Luisa Hough • March 29, 2016

It took a journey back into the archives to find this little beauty of a video by Canadian finance expert Preet Banerjee.

Before giving Ted Talks, or appearing regularly on CBC Marketplace, or any of the other countless things Preet has done, he had some smart things to say about disability insurance. Certainly worth a watch!

If you are in the process of buying a home and/or thinking about protecting yourself,  feel free to contact me anytime! I will make sure you are well taken care of. 

Transcript

Hi everyone, my name is Preet Banerjee, and today we’re going to talk about disability insurance. But before we get started, I wanted to share some other feedback that I received from the first video blog entry. Essentially I was told, do not wear just a black t-shirt, do not call it Mostly Money Mostly Canadian, and try not to be such a tight ass.

Okay, so what’s the deal with disability insurance? You insure your house, you insure your car, and might even injure every single out electronic gadget that you own. But what about your single biggest asset; your ability to earning income for the rest of your life.

Let’s put that into context: Assume a university graduate starts their working career earning forty five thousand dollars per year, assuming raises and promotions over time, perhaps their salary grows by 4% per year. Over 40 year career, that translates into over 4.25 million dollars. Overtime part of that is slowly converted into tangible assets and investments. While you are younger your future potential earnings is your biggest asset. How well-protected is that asset?

For example, life insurance protects your family’s lifestyle if you die. Clearly your income stops but a lump sum death benefit is there to provide for your family. When you die, you don’t want your spouse or the rest of your family to be burdened unnecessarily if you can avoid it.  So perhaps, that lump sum benefit can be used to pay off the mortgage, help with the bills that need to be paid, maybe it’s for education for the kids. But what happens if you don’t die? What happens if you become sick or injured and don’t have an income anymore? Your family is not going to get that life insurance lump-sum death benefit and remember to collect that lump sum death benefit you have to be dead, so that’s off the table. You’re alive, you’re just unable to work, what do you do?

Unfortunately the sad realization for many families is, they might have been better off if they had indeed died. Because they’re still alive but they don’t have an income and they still have all those bills to pay. The mortgage still needs to be paid, other bills around the house all still need to be paid, and quite frankly depending on your injury or sickness you might need to afford special assistant devices. What could end up happening is a downsizing of your lifestyle, or quite frankly you can go broke.

According to Canada Life you have a 1 in 3 chance at becoming disabled for more than 90 days before the age of 65 and the average length disability that last more than 90 days is 2.9 years.

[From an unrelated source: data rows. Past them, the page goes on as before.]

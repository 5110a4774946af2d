/// Error types for the donation fulfillment engine.
///
/// Every engine operation returns a typed `FulfillmentError` to its caller.
/// "No compatible inventory" is not an error: allocator lookups return
/// `Option::None` for that branch.

use strum::Display;
use thiserror::Error;

/// The kind of entity an error refers to.
#[derive(Debug, Clone, Copy, PartialEq, Eq, Display)]
pub enum EntityKind {
    #[strum(serialize = "demand")]
    Demand,
    #[strum(serialize = "workflow")]
    Workflow,
    #[strum(serialize = "inventory unit")]
    InventoryUnit,
    #[strum(serialize = "appointment request")]
    AppointmentRequest,
    #[strum(serialize = "capacity slot")]
    CapacitySlot,
    #[strum(serialize = "donor")]
    Donor,
    #[strum(serialize = "location")]
    Location,
    #[strum(serialize = "blood type")]
    BloodType,
}

#[derive(Debug, Clone, PartialEq, Eq, Error)]
pub enum FulfillmentError {
    /// A referenced entity does not exist.
    #[error("{entity} not found: {id}")]
    NotFound { entity: EntityKind, id: String },

    /// A transition was attempted from an incompatible status.
    #[error("cannot {action} {entity} {id} while it is {status}")]
    InvalidState {
        entity: EntityKind,
        id: String,
        action: &'static str,
        status: String,
    },

    /// A concurrent mutation won, or a shared resource is exhausted.
    #[error("conflict on {entity} {id}: {reason}")]
    Conflict {
        entity: EntityKind,
        id: String,
        reason: String,
    },

    /// Malformed input.
    #[error("validation failed: {0}")]
    Validation(String),
}

impl FulfillmentError {
    pub fn not_found(entity: EntityKind, id: impl ToString) -> Self {
        FulfillmentError::NotFound {
            entity,
            id: id.to_string(),
        }
    }

    pub fn invalid_state(
        entity: EntityKind,
        id: impl ToString,
        action: &'static str,
        status: impl ToString,
    ) -> Self {
        FulfillmentError::InvalidState {
            entity,
            id: id.to_string(),
            action,
            status: status.to_string(),
        }
    }

    pub fn conflict(entity: EntityKind, id: impl ToString, reason: impl Into<String>) -> Self {
        FulfillmentError::Conflict {
            entity,
            id: id.to_string(),
            reason: reason.into(),
        }
    }

    pub fn validation(message: impl Into<String>) -> Self {
        FulfillmentError::Validation(message.into())
    }

    /// HTTP-equivalent status code a transport layer should answer with.
    pub fn status_code(&self) -> u16 {
        match self {
            FulfillmentError::NotFound { .. } => 404,
            FulfillmentError::InvalidState { .. } | FulfillmentError::Validation(_) => 400,
            FulfillmentError::Conflict { .. } => 409,
        }
    }

    pub fn is_conflict(&self) -> bool {
        matches!(self, FulfillmentError::Conflict { .. })
    }
}

pub type Result<T> = std::result::Result<T, FulfillmentError>;
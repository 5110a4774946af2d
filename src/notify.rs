/// Fire-and-forget notifications.
///
/// Delivery is external. A failed notification is logged and dropped; it
/// never fails the transition that triggered it.

use std::sync::Mutex;

use serde::{Deserialize, Serialize};
use strum::Display;
use thiserror::Error;
use tracing::{info, warn};
use uuid::Uuid;

#[derive(Debug, Clone, Copy, PartialEq, Eq, Hash, Display, Serialize, Deserialize)]
pub enum NotificationKind {
    DonorAssigned,
    WorkflowStatusChanged,
    AppointmentProposed,
    AppointmentApproved,
    AppointmentRejected,
    AppointmentCancelled,
    AppointmentExpired,
    DemandFulfilled,
}

#[derive(Debug, Error)]
#[error("notification delivery failed: {0}")]
pub struct NotifyError(pub String);

pub trait Notifier: Send + Sync {
    fn notify(&self, user_id: Uuid, kind: NotificationKind, message: &str) -> Result<(), NotifyError>;
}

/// Send a notification, logging and suppressing any delivery failure.
pub fn dispatch(notifier: &dyn Notifier, user_id: Uuid, kind: NotificationKind, message: &str) {
    if let Err(e) = notifier.notify(user_id, kind, message) {
        warn!(%user_id, %kind, error = %e, "notification dropped");
    }
}

/// Notifier that only writes a log line.
#[derive(Debug, Default)]
pub struct TracingNotifier;

impl Notifier for TracingNotifier {
    fn notify(&self, user_id: Uuid, kind: NotificationKind, message: &str) -> Result<(), NotifyError> {
        info!(%user_id, %kind, text = message, "notification");
        Ok(())
    }
}

/// A delivered notification, as captured by `RecordingNotifier`.
#[derive(Debug, Clone, PartialEq, Eq)]
pub struct SentNotification {
    pub user_id: Uuid,
    pub kind: NotificationKind,
    pub message: String,
}

/// Notifier that keeps everything it was asked to send.
#[derive(Debug, Default)]
pub struct RecordingNotifier {
    sent: Mutex<Vec<SentNotification>>,
    fail: bool,
}

impl RecordingNotifier {
    pub fn new() -> Self {
        Self::default()
    }

    /// A notifier whose every delivery fails.
    pub fn failing() -> Self {
        RecordingNotifier {
            sent: Mutex::new(Vec::new()),
            fail: true,
        }
    }

    pub fn sent(&self) -> Vec<SentNotification> {
        self.sent
            .lock()
            .map(|sent| sent.clone())
            .unwrap_or_default()
    }

    pub fn count(&self, kind: NotificationKind) -> usize {
        self.sent().iter().filter(|n| n.kind == kind).count()
    }
}

impl Notifier for RecordingNotifier {
    fn notify(&self, user_id: Uuid, kind: NotificationKind, message: &str) -> Result<(), NotifyError> {
        if self.fail {
            return Err(NotifyError(format!("{kind} to {user_id} bounced")));
        }
        let mut sent = self
            .sent
            .lock()
            .map_err(|_| NotifyError("recording buffer poisoned".to_string()))?;
        sent.push(SentNotification {
            user_id,
            kind,
            message: message.to_string(),
        });
        Ok(())
    }
}

#[cfg(test)]
mod tests {
    use super::*;
    use tracing_test::traced_test;

    #[traced_test]
    #[test]
    fn failed_delivery_is_logged_not_propagated() {
        let notifier = RecordingNotifier::failing();
        dispatch(&notifier, Uuid::new_v4(), NotificationKind::AppointmentApproved, "approved");
        assert!(logs_contain("notification dropped"));
        assert!(notifier.sent().is_empty());
    }

    #[test]
    fn recording_notifier_keeps_messages() {
        let notifier = RecordingNotifier::new();
        let user = Uuid::new_v4();
        dispatch(&notifier, user, NotificationKind::DonorAssigned, "you are assigned");
        assert_eq!(notifier.count(NotificationKind::DonorAssigned), 1);
        assert_eq!(notifier.sent()[0].user_id, user);
    }
}
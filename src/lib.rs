//! Blood donation fulfillment and appointment capacity engine.
//!
//! Demands for blood are matched against stock or fulfilled through a
//! donor's donation; donors book appointments against per-slot capacity.
//! `DonationService` wires the engines together over one in-memory store.

pub mod appointment;
pub mod capacity;
pub mod compatibility;
pub mod config;
pub mod directory;
pub mod error;
pub mod inventory;
pub mod models;
pub mod notify;
pub mod review;
pub mod service;
pub mod store;
pub mod workflow;

pub use appointment::{AppointmentRequestEngine, StaffDecision};
pub use capacity::{AdjustOutcome, AppointmentCapacityLedger};
pub use config::{load_config, EngineConfig};
pub use error::{FulfillmentError, Result};
pub use inventory::InventoryAllocator;
pub use service::DonationService;
pub use workflow::WorkflowEngine;
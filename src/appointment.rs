/// Appointment request negotiation.
///
/// A donor asks for a slot and staff answer, or staff propose a slot and
/// the donor answers:
///
/// ```text
/// Pending ──┬─> Approved (staff) ──┬─> CheckedIn ──> Completed
///           ├─> Accepted (donor) ──┤
///           │                      └─> Cancelled
///           ├─> Rejected | Denied | Cancelled | Expired
/// ```
///
/// Approved and accepted requests hold one seat of capacity. The seat is
/// claimed and released inside the request's own row update and recorded
/// on the request, so it is taken once and given back once.

use std::sync::Arc;

use chrono::{DateTime, Duration, NaiveDate, Utc};
use dashmap::mapref::entry::Entry;
use dashmap::DashMap;
use strum::{Display, EnumString};
use tracing::{debug, info};
use uuid::Uuid;

use crate::capacity::AppointmentCapacityLedger;
use crate::config::{EngineConfig, MAX_REQUEST_EXPIRY_HOURS};
use crate::directory::Directory;
use crate::error::{EntityKind, FulfillmentError, Result};
use crate::models::{
    AppointmentRequest, CancelledBy, ConfirmedSlot, RequestOrigin, RequestStatus, TimeSlot,
};
use crate::notify::{dispatch, NotificationKind, Notifier};
use crate::review::{ReviewBatch, ReviewQueue};
use crate::store::{Page, PageRequest, SortDirection, Table};

/// Staff answer to a donor-initiated request.
#[derive(Debug, Clone, Copy, PartialEq, Eq, Display, EnumString)]
#[strum(ascii_case_insensitive)]
pub enum StaffDecision {
    Approve,
    Reject,
    /// Donor deferred, e.g. failed screening.
    Deny,
}

#[derive(Debug, Clone, Copy, PartialEq, Eq)]
pub struct AppointmentSettings {
    pub request_expiry: Duration,
}
/// Donation workflow state machine.
///
/// A workflow is one attempt to fulfill one demand. It ends either from
/// stock (`CompletedFromInventory`), from a donor's donation (`Completed`),
/// or in `Cancelled`:
///
/// ```text
/// Created ──┬─> DonorAssigned ──> Scheduled ──> Completed
///           ├─> Scheduled                   └─> CompletedFromInventory
///           └─> CompletedFromInventory
/// any non-terminal state ──> Cancelled
/// ```
///
/// Every transition is one atomic row update. Side effects on other
/// entities (unit reservation, demand fulfillment) run inside that update
/// and are undone if a later step fails, so callers never observe a
/// half-applied transition. Nothing is retried automatically.

use std::sync::Arc;

use chrono::{Duration, NaiveDate, Utc};
use tracing::{info, warn};
use uuid::Uuid;

use crate::compatibility::is_compatible;
use crate::config::EngineConfig;
use crate::directory::Directory;
use crate::error::{EntityKind, FulfillmentError, Result};
use crate::inventory::InventoryAllocator;
use crate::models::{
    AppointmentLink, BloodType, Demand, DemandRef, DemandStatus, DonationRecord, DonationWorkflow,
    Donor, InventoryStatus, InventoryUnit, WorkflowStatus,
};
use crate::notify::{dispatch, NotificationKind, Notifier};
use crate::store::{Page, PageRequest, SortDirection, Table};

#[derive(Debug, Clone, Copy, PartialEq, Eq)]
pub struct WorkflowSettings {
    pub auto_match_on_create: bool,
    /// Days from a donation to the donor's next eligible date.
    pub donation_interval_days: i64,
}

impl Default for WorkflowSettings {
    fn default() -> Self {
        WorkflowSettings {
            auto_match_on_create: true,
            donation_interval_days: 90,
        }
    }
}

impl From<&EngineConfig> for WorkflowSettings {
    fn from(config: &EngineConfig) -> Self {
        WorkflowSettings {
            auto_match_on_create: config.inventory.auto_match_on_create,
            donation_interval_days: config.eligibility.min_donation_interval_days,
        }
    }
}

/// Enumerated sort keys for workflow listings.
#[derive(Debug, Clone, Copy, PartialEq, Eq, Default)]
pub enum WorkflowSort {
    #[default]
    CreatedAt,
    UpdatedAt,
    CompletedAt,
    BloodType,
}

impl WorkflowSort {
    fn compare(&self, a: &DonationWorkflow, b: &DonationWorkflow) -> std::cmp::Ordering {
        match self {
            WorkflowSort::CreatedAt => a.created_at.cmp(&b.created_at),
            WorkflowSort::UpdatedAt => a.updated_at.cmp(&b.updated_at),
            WorkflowSort::CompletedAt => a.completed_at.cmp(&b.completed_at),
            WorkflowSort::BloodType => a.blood_type.cmp(&b.blood_type),
        }
        .then(a.id.cmp(&b.id))
    }
}

#[derive(Debug, Clone, Default, PartialEq, Eq)]
pub struct WorkflowFilter {
    pub status: Option<WorkflowStatus>,
    pub donor_id: Option<Uuid>,
    pub demand_id: Option<Uuid>,
    pub active_only: bool,
}

impl WorkflowFilter {
    fn matches(&self, wf: &DonationWorkflow) -> bool {
        self.status.map_or(true, |s| wf.status == s)
            && self.donor_id.map_or(true, |d| wf.donor_id == Some(d))
            && self.demand_id.map_or(true, |d| wf.demand.id == d)
            && (!self.active_only || wf.is_active)
    }
}

pub struct WorkflowEngine {
    workflows: Arc<Table<DonationWorkflow>>,
    demands: Arc<Table<Demand>>,
    allocator: Arc<InventoryAllocator>,
    directory: Arc<dyn Directory>,
    notifier: Arc<dyn Notifier>,
    settings: WorkflowSettings,
}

Ask yourself this question: Could your finances survive 2.9 years of no income? Now if you have a benefit plan at work that provides for disability insurance coverage, make sure that you take a look at that book and see exactly what that coverage is. Some benefit plans only pay for five years, others pay until you turn 65. The percentage of income that’s replaced also varies, so dig out that employee handbook and look it up and see how much coverage you actually have. If you find that you don’t have enough or as much as you would like, talk to an insurance agent. They can create a pop-up plan that would piggyback onto your existing coverage. And if you have no disability insurance whatsoever, run (safely) don’t walk to your insurance agent to talk about what your options are. 

Simply talking to an insurance agent doesn’t mean you have to sign up for a policy but I promise you one of the biggest mistake people make is not having disability insurance coverage.

Now, you should be prepared for some sticker shock, disability insurance policy’s don’t tend to be the cheapest insurance policies but remember the asset that you’re protecting is potentially one is your single biggest asset, so it would only make sense that it would cost more. a typical insurance policy for disability coverage might be a hundred dollars a month, it could be a little bit less and could be substantially more. It really depends on the type of work you do, and your health situation as well as other factors that you’re agent can talk to you about. Remember, always seek the advice of a qualified professional for your own situation. These are just general tips to bring you up to speed on that very basics.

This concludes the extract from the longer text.